Look for "Serialize" in each line of the records, and copy the lines that have it.

## [GIVEN RECORDS]
* * * *

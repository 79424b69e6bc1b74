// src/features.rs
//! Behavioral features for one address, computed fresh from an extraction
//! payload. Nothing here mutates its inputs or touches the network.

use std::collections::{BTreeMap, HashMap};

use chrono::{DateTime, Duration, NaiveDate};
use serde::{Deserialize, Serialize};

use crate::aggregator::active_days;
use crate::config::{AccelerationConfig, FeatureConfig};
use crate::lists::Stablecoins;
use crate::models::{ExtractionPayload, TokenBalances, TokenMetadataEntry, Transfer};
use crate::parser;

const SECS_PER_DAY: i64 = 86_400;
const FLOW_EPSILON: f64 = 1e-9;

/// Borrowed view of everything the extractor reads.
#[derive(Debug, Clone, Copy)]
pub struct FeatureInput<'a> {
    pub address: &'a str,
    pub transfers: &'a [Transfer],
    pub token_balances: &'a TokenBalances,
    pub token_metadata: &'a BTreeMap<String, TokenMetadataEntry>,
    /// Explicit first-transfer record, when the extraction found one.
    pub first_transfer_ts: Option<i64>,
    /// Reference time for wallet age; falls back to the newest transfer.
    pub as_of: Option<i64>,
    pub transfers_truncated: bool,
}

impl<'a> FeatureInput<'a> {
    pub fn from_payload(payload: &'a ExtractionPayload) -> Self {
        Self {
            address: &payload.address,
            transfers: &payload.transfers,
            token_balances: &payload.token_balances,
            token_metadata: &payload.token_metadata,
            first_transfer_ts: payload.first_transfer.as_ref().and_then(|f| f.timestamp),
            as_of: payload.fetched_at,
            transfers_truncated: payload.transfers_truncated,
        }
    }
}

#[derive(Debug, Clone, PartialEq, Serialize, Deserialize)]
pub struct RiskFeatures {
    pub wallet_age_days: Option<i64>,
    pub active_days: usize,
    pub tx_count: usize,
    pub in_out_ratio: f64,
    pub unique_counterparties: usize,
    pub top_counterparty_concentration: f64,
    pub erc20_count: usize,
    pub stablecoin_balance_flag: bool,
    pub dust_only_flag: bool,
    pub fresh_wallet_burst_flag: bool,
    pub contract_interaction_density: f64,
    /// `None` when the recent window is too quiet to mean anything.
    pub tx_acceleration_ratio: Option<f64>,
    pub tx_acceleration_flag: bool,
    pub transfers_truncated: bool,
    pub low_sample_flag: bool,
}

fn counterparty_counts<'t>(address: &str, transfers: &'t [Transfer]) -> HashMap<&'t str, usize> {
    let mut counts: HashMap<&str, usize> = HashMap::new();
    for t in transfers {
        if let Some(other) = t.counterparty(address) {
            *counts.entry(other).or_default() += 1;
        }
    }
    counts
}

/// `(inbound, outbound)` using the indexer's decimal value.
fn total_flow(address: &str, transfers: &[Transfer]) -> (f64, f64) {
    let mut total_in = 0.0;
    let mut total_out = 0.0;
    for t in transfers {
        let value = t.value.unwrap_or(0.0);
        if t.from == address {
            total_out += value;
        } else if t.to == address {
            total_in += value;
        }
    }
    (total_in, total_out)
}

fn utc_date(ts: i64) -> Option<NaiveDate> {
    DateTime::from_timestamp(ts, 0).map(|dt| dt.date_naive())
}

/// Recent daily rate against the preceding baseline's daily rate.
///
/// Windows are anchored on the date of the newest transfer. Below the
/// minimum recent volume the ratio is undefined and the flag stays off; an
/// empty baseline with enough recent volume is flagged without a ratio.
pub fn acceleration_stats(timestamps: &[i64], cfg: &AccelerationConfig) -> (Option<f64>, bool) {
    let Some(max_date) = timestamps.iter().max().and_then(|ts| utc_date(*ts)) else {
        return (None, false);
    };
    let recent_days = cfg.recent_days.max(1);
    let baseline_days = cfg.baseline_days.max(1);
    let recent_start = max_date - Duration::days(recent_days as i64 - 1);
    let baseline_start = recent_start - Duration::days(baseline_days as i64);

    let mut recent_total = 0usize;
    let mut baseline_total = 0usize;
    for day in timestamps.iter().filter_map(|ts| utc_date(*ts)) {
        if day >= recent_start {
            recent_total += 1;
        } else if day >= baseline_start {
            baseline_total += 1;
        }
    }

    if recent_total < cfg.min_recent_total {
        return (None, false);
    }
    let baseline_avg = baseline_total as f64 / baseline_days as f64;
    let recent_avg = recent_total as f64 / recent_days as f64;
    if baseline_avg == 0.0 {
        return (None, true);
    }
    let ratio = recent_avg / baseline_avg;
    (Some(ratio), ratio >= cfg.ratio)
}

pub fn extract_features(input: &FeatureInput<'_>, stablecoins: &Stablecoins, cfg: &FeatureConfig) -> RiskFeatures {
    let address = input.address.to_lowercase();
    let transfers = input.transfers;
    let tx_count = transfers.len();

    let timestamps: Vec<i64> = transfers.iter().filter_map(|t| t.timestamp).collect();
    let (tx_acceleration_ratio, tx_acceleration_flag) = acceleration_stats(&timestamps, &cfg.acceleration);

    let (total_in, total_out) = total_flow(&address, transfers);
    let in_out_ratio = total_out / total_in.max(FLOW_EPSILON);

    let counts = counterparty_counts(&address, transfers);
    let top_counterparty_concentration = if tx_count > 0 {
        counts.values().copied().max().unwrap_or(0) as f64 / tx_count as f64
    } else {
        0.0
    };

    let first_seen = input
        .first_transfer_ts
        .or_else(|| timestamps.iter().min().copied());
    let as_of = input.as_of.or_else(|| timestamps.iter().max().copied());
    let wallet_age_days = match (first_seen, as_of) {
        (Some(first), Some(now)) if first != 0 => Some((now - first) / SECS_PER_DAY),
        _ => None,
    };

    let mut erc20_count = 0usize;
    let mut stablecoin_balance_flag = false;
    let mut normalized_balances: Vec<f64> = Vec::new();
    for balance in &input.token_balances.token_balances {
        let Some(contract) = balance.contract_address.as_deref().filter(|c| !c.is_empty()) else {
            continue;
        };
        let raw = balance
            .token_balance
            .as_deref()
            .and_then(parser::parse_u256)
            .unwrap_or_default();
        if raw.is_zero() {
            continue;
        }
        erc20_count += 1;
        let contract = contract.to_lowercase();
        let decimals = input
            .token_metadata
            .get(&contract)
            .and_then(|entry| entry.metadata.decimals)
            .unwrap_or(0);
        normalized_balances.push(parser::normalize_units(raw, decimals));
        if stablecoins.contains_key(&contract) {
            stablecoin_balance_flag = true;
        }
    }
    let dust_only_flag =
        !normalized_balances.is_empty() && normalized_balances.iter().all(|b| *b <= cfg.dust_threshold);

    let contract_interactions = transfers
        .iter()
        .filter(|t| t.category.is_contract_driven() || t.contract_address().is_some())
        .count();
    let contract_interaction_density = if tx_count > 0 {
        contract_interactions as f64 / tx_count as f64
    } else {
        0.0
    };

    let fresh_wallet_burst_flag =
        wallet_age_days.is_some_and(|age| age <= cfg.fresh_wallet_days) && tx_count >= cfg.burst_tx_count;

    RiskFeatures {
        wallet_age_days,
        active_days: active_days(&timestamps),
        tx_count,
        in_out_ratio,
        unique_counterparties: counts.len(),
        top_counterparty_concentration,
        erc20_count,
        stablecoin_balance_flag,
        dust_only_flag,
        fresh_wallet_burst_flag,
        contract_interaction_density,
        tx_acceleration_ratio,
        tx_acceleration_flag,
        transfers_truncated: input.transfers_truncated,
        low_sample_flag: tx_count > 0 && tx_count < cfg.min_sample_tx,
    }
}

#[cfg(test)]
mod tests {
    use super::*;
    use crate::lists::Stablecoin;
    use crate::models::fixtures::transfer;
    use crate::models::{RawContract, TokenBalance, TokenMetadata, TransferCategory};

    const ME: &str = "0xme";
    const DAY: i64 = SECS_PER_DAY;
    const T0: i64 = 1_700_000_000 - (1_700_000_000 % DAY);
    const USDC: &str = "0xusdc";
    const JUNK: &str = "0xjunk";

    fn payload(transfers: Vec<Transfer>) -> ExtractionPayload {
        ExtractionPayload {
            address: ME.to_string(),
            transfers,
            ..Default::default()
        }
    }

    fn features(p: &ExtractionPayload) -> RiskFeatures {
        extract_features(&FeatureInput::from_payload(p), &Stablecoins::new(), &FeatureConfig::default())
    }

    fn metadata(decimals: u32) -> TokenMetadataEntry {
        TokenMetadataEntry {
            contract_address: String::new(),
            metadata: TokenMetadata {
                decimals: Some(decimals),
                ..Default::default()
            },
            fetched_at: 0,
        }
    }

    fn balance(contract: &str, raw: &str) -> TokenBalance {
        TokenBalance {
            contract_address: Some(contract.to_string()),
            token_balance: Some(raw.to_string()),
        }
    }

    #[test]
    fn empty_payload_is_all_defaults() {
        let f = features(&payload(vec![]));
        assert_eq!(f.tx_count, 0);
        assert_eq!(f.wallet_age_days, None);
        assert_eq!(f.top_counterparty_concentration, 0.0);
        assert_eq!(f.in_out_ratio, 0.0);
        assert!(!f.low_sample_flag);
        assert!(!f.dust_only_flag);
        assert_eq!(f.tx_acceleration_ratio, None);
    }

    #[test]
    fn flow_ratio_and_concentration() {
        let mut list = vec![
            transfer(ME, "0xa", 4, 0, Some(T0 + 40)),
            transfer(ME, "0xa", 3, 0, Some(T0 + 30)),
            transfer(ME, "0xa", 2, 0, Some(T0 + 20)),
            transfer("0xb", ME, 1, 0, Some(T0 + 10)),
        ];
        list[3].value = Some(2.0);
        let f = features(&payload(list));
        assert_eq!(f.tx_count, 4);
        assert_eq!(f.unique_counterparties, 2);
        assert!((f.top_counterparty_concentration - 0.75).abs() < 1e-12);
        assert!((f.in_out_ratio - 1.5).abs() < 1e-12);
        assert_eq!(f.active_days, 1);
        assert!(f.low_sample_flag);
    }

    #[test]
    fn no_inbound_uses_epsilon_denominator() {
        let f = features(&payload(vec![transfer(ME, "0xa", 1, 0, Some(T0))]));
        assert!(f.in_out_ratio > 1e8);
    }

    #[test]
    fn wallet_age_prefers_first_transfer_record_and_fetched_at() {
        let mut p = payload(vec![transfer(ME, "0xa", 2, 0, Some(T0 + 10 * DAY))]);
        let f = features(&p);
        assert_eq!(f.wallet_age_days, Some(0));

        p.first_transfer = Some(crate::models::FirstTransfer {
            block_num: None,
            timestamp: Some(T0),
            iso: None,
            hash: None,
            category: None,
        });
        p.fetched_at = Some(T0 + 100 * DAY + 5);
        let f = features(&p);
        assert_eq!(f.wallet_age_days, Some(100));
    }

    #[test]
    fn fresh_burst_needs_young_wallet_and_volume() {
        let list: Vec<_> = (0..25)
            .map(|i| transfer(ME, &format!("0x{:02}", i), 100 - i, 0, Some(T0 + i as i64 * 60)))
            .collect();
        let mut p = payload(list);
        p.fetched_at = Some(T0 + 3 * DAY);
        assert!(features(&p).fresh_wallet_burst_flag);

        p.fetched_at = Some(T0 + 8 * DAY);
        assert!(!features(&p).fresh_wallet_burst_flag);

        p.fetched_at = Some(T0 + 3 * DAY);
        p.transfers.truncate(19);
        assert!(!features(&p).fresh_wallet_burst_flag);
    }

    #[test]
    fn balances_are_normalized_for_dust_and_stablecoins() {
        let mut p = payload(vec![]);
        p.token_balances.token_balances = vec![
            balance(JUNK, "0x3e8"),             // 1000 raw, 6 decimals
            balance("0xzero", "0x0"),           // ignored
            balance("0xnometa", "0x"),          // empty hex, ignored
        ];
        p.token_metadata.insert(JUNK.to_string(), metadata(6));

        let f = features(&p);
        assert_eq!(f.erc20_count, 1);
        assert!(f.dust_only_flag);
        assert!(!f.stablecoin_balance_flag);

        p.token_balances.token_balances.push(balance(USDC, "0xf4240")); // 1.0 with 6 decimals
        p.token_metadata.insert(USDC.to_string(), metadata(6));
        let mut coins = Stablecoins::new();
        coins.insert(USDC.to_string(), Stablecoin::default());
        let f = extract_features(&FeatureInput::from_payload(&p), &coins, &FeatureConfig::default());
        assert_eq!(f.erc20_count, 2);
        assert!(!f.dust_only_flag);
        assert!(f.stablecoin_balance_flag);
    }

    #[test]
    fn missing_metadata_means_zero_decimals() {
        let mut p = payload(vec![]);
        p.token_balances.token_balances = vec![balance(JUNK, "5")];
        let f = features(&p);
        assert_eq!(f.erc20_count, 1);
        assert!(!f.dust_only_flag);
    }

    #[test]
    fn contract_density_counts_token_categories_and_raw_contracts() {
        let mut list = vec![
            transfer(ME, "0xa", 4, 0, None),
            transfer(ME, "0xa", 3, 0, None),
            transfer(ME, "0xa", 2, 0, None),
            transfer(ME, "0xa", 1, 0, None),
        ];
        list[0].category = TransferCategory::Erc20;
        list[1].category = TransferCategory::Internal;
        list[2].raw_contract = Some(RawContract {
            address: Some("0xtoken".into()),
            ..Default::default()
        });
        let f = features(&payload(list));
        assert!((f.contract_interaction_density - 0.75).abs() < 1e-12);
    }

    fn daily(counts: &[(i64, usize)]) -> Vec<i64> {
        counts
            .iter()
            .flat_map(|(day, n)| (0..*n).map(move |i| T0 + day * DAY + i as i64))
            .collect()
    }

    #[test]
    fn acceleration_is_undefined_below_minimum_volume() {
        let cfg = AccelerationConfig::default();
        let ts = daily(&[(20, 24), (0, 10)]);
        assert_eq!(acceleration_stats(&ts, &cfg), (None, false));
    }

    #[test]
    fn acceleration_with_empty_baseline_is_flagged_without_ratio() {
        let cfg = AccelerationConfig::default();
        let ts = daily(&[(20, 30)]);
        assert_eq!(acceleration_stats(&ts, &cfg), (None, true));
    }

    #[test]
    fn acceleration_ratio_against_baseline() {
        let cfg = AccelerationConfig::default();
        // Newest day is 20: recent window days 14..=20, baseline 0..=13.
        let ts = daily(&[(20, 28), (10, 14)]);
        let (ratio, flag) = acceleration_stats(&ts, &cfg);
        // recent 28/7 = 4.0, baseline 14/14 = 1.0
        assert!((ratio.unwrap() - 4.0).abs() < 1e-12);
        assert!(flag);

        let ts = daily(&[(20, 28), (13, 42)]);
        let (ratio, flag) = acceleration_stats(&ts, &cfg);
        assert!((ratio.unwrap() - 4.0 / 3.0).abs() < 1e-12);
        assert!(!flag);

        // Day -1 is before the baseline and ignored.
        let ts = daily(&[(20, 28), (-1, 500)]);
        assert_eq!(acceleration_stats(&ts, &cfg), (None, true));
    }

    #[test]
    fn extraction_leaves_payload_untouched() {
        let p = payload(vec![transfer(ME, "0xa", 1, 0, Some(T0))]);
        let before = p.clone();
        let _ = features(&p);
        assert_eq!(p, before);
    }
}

* * * *

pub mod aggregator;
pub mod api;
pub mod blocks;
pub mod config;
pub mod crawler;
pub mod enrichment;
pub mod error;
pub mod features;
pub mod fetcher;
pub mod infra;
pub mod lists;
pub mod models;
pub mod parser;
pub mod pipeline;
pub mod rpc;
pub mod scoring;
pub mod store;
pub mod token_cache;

* * * *

## [RESULT OF THE TASK]
use serde::{Deserialize, Serialize};
#[derive(Debug, Clone, PartialEq, Serialize, Deserialize)]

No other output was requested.